Théâtre
Féminines, Pauline Bureau droit au but

Féminines, Pauline Bureau droit au but

02 June 2021 | PAR Amelie Blaustein Niddam

Au Théâtre de la Ville, la metteuse en scène de Mon cœur propose une nouvelle fiction basée sur une histoire vraie, celle de l’équipe de football féminine de Reims. Et, ça joue bien !

On va voir un Pauline Bureau, comme on va voir un Pommerat, avec l’assurance que ce sera forcément réussi. C’est-à-dire que le décor sera pensé comme un outil et pas comme un décor ! Et aussi que la direction de jeu sera au cordeau. Cela tient en un mot : l’humain. Pauline Bureau s’intéresse à l’humain oui. Tous les humains. Les femmes dans Modèles, les familles dans Sirènes. Dans Dormir cent ans, elle offrait aux « pré-adolescents » la chance de se regarder sans honte dans le miroir.

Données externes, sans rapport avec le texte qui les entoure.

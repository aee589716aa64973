//! papaya-voice - realtime voice support chat
//!
//! Streams microphone audio to a live voice model and plays its spoken
//! answers back gaplessly while tracking the transcription of each turn.

// Enforce error handling discipline
#![warn(clippy::unwrap_used)]
#![warn(clippy::expect_used)]
#![warn(clippy::let_underscore_must_use)]

pub mod audio;
pub mod chat;
#[cfg(feature = "cli")]
pub mod cli;
pub mod config;
pub mod defaults;
pub mod error;
pub mod live;
pub mod output;

// Composition root - needs real devices and the CLI types
#[cfg(all(feature = "cpal-audio", feature = "cli"))]
pub mod app;

// Device seams
pub use audio::capture::AudioInput;
pub use audio::playback::AudioOutput;
pub use live::transport::{SessionLink, Transport};

// Session
pub use live::handle::VoiceChat;
pub use live::session::{LiveSession, SessionParts};
pub use live::state::{LiveState, SessionState};
pub use live::transcript::{Transcription, Turn, TurnSink};

// Error handling
pub use error::{LiveError, Result};

// Config
pub use config::Config;

/// Build version string with optional git commit hash.
///
/// Returns `"0.1.0+abc1234"` when git hash is available, `"0.1.0"` otherwise.
pub fn version_string() -> String {
    let version = env!("CARGO_PKG_VERSION");
    match option_env!("GIT_HASH") {
        Some(hash) if !hash.is_empty() => format!("{}+{}", version, hash),
        _ => version.to_string(),
    }
}

#[cfg(test)]
mod tests {
    use super::*;

    #[test]
    fn version_string_starts_with_cargo_version() {
        let ver = version_string();
        assert!(
            ver.starts_with(env!("CARGO_PKG_VERSION")),
            "version_string should start with CARGO_PKG_VERSION, got: {}",
            ver
        );
    }

    #[test]
    fn version_string_has_hash_only_when_built_from_git() {
        let ver = version_string();
        if option_env!("GIT_HASH").is_some_and(|h| !h.is_empty()) {
            assert!(ver.contains('+'), "expected '+<hash>', got: {}", ver);
        } else {
            assert_eq!(ver, env!("CARGO_PKG_VERSION"));
        }
    }
}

Féminines se place dans cette fidélité au sujet mais aussi aux acteurs. Sur scène, on retrouve ses deux piliers, Nicolas Chupin et Marie Nicolle. Mais pour jouer au foot, il faut être un peu plus que deux.  Alors, au plateau se trouvent Yann Burlot, Rebecca Finet, Léa Fouillet, Camille Garcia, Louise Orry-Diquero, Anthony Rouillier et Catherine Vinatier. Et ils forment une sacrée bonne équipe !

“On est la pour ça, pour jouer !”

Le parallèle entre le foot et le spectacle n’est pas neuf et surtout il y a de fortes chances que montrer cela n’était pas du tout le projet de Pauline Bureau. Mais là où le contexte fait beaucoup, c’est qu’entendre les mots “jeux” et “jouer” non stop, ça résonne d’une façon un peu décalée qui là non plus n’était surement pas au programme. Et pourtant ! Le jeu apparaît très essentiel !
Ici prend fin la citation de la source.